Quienes, en una postura de oposición política, no han logrado una reunión, el martes se apostaron en las oficinas de la ONU en la ciudad La Paz para gritar sus demandas relacionadas con la justicia, es el caso de familiares de policías, de militares y de representantes cívicos de Potosí que fueron detenidos por su participación, en alguna medida, en el conjunto de hechos que tienen que ver con el llamado golpe de estado de 2019.

Desechando una posibilidad de encuentro, hay quienes han optado por dirigir una carta a García-Sayán. Es el caso de Guadalupe Cárdenas, dirigente de esposas de policías que hoy tienen procesos judiciales a raíz del motín policial de noviembre de 2019, que contribuyó a la caída de Evo Morales. Es el caso, también, del policía Franklin Mamani Guarachi, apodado “matador” por ser además boxeador, quien escribió al Relator diciéndose ser “preso político”. Él es acusado de torturar a algunas personas del millar y medio de detenidos durante el régimen de Áñez.

Inclusive el diario Página Siete, conocido por tener postura marcadamente opositora al gobierno actual, en su editorial le ha escrito una carta al Relator en la que afirma que “la justicia boliviana no es independiente” y sale en defensa de Áñez quien, afirma, debería tener un juicio de responsabilidades y estaría viviendo un calvario. Por otro lado, el editorial del diario La Razón, que menciona también al Relator, recuerda que a Añez se la juzga como Senadora, en su accionar previo a su gobierno, además de que tiene en espera otras cuatro acusaciones referidas a las masacres de Sacaba y Senkata, donde hubo 38 personas muertas y 800 heridas y que sí corresponden a su gestión.

 

Víctimas de tortura durante el gobierno de Jeanine Añez protestan crucificándose en la Fiscalía. (Foto: Josué Antonio Castañea/ABI)

 

Guerra de posiciones

En la película de Berlanga, los diplomáticos estadounidenses y los sueños de pueblerinos de ser de alguna manera beneficiados por el Plan Marshall pasan a toda velocidad por el centro de Villar del Río, dejando allí polvo, deudas y sueños rotos. En el caso boliviano es diferente, el Relator ha llegado a quedarse unos días para escuchar opiniones, relatos, explicaciones y recibir pedidos relacionados al deficiente sistema judicial. ¿Qué es lo que él dará a cambio? ¿Qué es lo que de él espera esta gente y representantes de las instituciones bolivianas?

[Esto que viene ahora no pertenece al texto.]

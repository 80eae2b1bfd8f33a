use crate::output::OutputFormat;
use crate::projects;
use anyhow::{Context, Result};
use serde::Deserialize;
use std::fs;
use std::path::{Path, PathBuf};

const DEFAULT_VIZ_DIR: &str = "./profile_charts";

#[derive(Debug, Deserialize)]
#[serde(default)]
pub struct Config {
    /// Root holding one directory per project; defaults to ~/.claude/projects
    pub projects_dir: Option<PathBuf>,
    pub anonymize: bool,
    pub output: OutputConfig,
}

#[derive(Debug, Deserialize)]
#[serde(default)]
pub struct OutputConfig {
    pub format: OutputFormat,
    pub viz_dir: PathBuf,
}

impl Default for Config {
    fn default() -> Self {
        Config {
            projects_dir: None,
            anonymize: true,
            output: OutputConfig::default(),
        }
    }
}

impl Default for OutputConfig {
    fn default() -> Self {
        OutputConfig {
            format: OutputFormat::Text,
            viz_dir: PathBuf::from(DEFAULT_VIZ_DIR),
        }
    }
}

impl Config {
    /// Load config from ~/.devprofile/config.toml, or defaults if there is none
    pub fn load() -> Result<Self> {
        match Self::config_path() {
            Ok(path) => Self::load_from(&path),
            Err(_) => Ok(Config::default()),
        }
    }

    /// Load config from an explicit path. A missing file means defaults.
    pub fn load_from(config_path: &Path) -> Result<Self> {
        if !config_path.exists() {
            return Ok(Config::default());
        }

        let content = fs::read_to_string(config_path)
            .with_context(|| format!("Failed to read config from {}", config_path.display()))?;

        Self::parse(&content)
            .with_context(|| format!("Failed to parse config from {}", config_path.display()))
    }

    pub fn parse(content: &str) -> Result<Self> {
        Ok(toml::from_str(content)?)
    }

    fn config_path() -> Result<PathBuf> {
        Ok(projects::home_dir()?.join(".devprofile").join("config.toml"))
    }
}

#[cfg(test)]
mod tests {
    use super::*;
    use tempfile::TempDir;

    #[test]
    fn test_defaults() {
        let config = Config::default();
        assert!(config.anonymize);
        assert_eq!(config.projects_dir, None);
        assert_eq!(config.output.format, OutputFormat::Text);
        assert_eq!(config.output.viz_dir, PathBuf::from("./profile_charts"));
    }

    #[test]
    fn test_partial_file_keeps_defaults() {
        let config = Config::parse("anonymize = false\n").unwrap();
        assert!(!config.anonymize);
        assert_eq!(config.output.format, OutputFormat::Text);
    }

    #[test]
    fn test_full_file() {
        let config = Config::parse(
            r#"
projects_dir = "/data/projects"
anonymize = true

[output]
format = "json"
viz_dir = "/tmp/charts"
"#,
        )
        .unwrap();
        assert_eq!(config.projects_dir, Some(PathBuf::from("/data/projects")));
        assert_eq!(config.output.format, OutputFormat::Json);
        assert_eq!(config.output.viz_dir, PathBuf::from("/tmp/charts"));
    }

    #[test]
    fn test_invalid_file_is_error() {
        let tmp = TempDir::new().unwrap();
        let path = tmp.path().join("config.toml");
        fs::write(&path, "[output]\nformat = \"yaml\"\n").unwrap();
        assert!(Config::load_from(&path).is_err());
    }

    #[test]
    fn test_missing_file_is_default() {
        let tmp = TempDir::new().unwrap();
        let config = Config::load_from(&tmp.path().join("nope.toml")).unwrap();
        assert!(config.anonymize);
    }
}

En la polarización política que vive el país, en un ambiente político en el que muchas de las salidas halladas tienen que ver con respuestas judiciales, parecería que lo que se busca es una victoria, ganar una batalla en esta guerra de posiciones enfrentadas.

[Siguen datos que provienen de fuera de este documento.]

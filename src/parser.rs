use anyhow::{Context, Result};
use serde::Deserialize;
use std::fs;
use std::io;
use std::path::Path;

/// Raw entry from a Claude Code JSONL file
#[derive(Debug, Deserialize)]
pub struct RawEntry {
    #[serde(rename = "type")]
    pub entry_type: Option<String>,
    // Kept loose so an odd assistant payload cannot make the whole line unreadable
    pub message: Option<serde_json::Value>,
    pub snapshot: Option<serde_json::Value>,
}

#[derive(Debug, Deserialize)]
pub struct MessageObject {
    /// A plain string or a list of content blocks; blocks are read one by one
    pub content: Option<serde_json::Value>,
}

#[derive(Debug, Deserialize)]
pub struct SnapshotObject {
    #[serde(rename = "trackedFileBackups", default)]
    pub tracked_file_backups: serde_json::Map<String, serde_json::Value>,
}

/// A log record the extractor knows how to read
#[derive(Debug, Clone, PartialEq)]
pub enum MessageRecord {
    User(UserContent),
    Assistant,
    FileHistorySnapshot { tracked_files: Vec<String> },
}

#[derive(Debug, Clone, PartialEq)]
pub enum UserContent {
    Text(String),
    /// Text of each `text` block, in order; other blocks are dropped
    Blocks(Vec<String>),
    Empty,
}

/// What a single line of a session log turned into
#[derive(Debug, PartialEq)]
pub enum LineOutcome {
    Record(MessageRecord),
    /// Valid JSON whose type is not one we extract from
    Ignored,
    /// Not parseable as a log entry
    Skipped,
}

/// Records loaded from one session log, plus how many lines were dropped
#[derive(Debug, Default)]
pub struct SessionLog {
    pub records: Vec<MessageRecord>,
    pub skipped: usize,
}

/// Classify one line of a JSONL session log
pub fn parse_line(line: &[u8]) -> LineOutcome {
    let entry = match serde_json::from_slice::<RawEntry>(line) {
        Ok(entry) => entry,
        Err(_) => return LineOutcome::Skipped,
    };

    match entry.entry_type.as_deref() {
        Some("user") => {
            let content = entry
                .message
                .and_then(|v| serde_json::from_value::<MessageObject>(v).ok())
                .and_then(|m| m.content)
                .map(user_content)
                .unwrap_or(UserContent::Empty);
            LineOutcome::Record(MessageRecord::User(content))
        }
        Some("assistant") => LineOutcome::Record(MessageRecord::Assistant),
        Some("file-history-snapshot") => {
            let tracked_files = entry
                .snapshot
                .and_then(|v| serde_json::from_value::<SnapshotObject>(v).ok())
                .map(|s| s.tracked_file_backups.into_iter().map(|(path, _)| path).collect())
                .unwrap_or_default();
            LineOutcome::Record(MessageRecord::FileHistorySnapshot { tracked_files })
        }
        _ => LineOutcome::Ignored,
    }
}

fn user_content(content: serde_json::Value) -> UserContent {
    match content {
        serde_json::Value::String(s) => UserContent::Text(s),
        serde_json::Value::Array(items) => {
            UserContent::Blocks(items.iter().filter_map(text_block).collect())
        }
        _ => UserContent::Empty,
    }
}

/// Text of a `{"type": "text"}` block. Anything else in the list is passed over.
fn text_block(item: &serde_json::Value) -> Option<String> {
    let block = item.as_object()?;
    if block.get("type").and_then(|t| t.as_str()) != Some("text") {
        return None;
    }
    match block.get("text") {
        None => Some(String::new()),
        Some(text) => text.as_str().map(str::to_string),
    }
}

/// Parse JSONL content into records, skipping lines that fail to parse
pub fn parse_session_bytes(bytes: &[u8]) -> SessionLog {
    let mut log = SessionLog::default();

    for line in bytes.split(|&b| b == b'\n') {
        if line.iter().all(u8::is_ascii_whitespace) {
            continue;
        }

        match parse_line(line) {
            LineOutcome::Record(record) => log.records.push(record),
            LineOutcome::Ignored => {}
            LineOutcome::Skipped => log.skipped += 1,
        }
    }

    log
}

/// Load a session log. A log that does not exist is an empty log.
pub fn load_session_log(path: &Path) -> Result<SessionLog> {
    let bytes = match fs::read(path) {
        Ok(bytes) => bytes,
        Err(e) if e.kind() == io::ErrorKind::NotFound => return Ok(SessionLog::default()),
        Err(e) => {
            return Err(e).with_context(|| format!("Failed to read session log: {}", path.display()))
        }
    };

    let log = parse_session_bytes(&bytes);
    if log.skipped > 0 {
        log::debug!("Skipped {} malformed lines in {}", log.skipped, path.display());
    }

    Ok(log)
}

Lo que pueda decir, finalmente, García-Sayán ¿cambiará en algo la realidad o las posturas? Todo indica que no, que quienes resulten con el beneficio de la confirmación de su posición se aferrarán a ella, como prueba irrefutable de razón, y quienes no lo logren seguramente restarán todo poder de vinculación del informe, así como de credibilidad e independencia de quien lo emitió. Aquí quien mediopierde siempre será el Relator.

Hay ejemplos de esa necesidad de confirmación de posiciones inamovibles: en lo referido a si hubo o no fraude electoral en octubre de 2019 cada quien sólo acepta los informes que confirman o rechazan dicho fraude, con lo que ambas son verdades contradictorias que no encuentran un punto en común.

También está el informe del Grupo Interdisciplinario de Expertos Independientes de la Comisión Interamericana de Derechos Humanos (GIEI-Bolivia) que concluyó que “en la crisis política boliviana de 2019, durante el gobierno de Áñez, se produjeron gravísimas violaciones contra los derechos humanos, inclusive ‘ejecuciones sumarias’, ‘masacres’, ‘racismo’, ‘tortura’ y ‘agresiones sexuales”, entre otros; sin embargo, para una parte de quienes viven activamente la vida política boliviana, para la actual oposición, es un informe sin valor alguno.

Mientras tanto, no se sabe si el Relator recibirá información sobre la crisis de corrupción que vive el sistema judicial boliviano, donde cada paso del proceso, desde la investigación de un hecho, pasando por el juicio y llegando a la sanción, está, por lo visto, sujeto a condicionamientos ilegales de tipo económico, raciales y también de género.

Por cierto, el Relator tiene entre sus postulados ver la justicia “con visión de género”; por lo pronto, hasta ahora se ha reunido principalmente con hombres.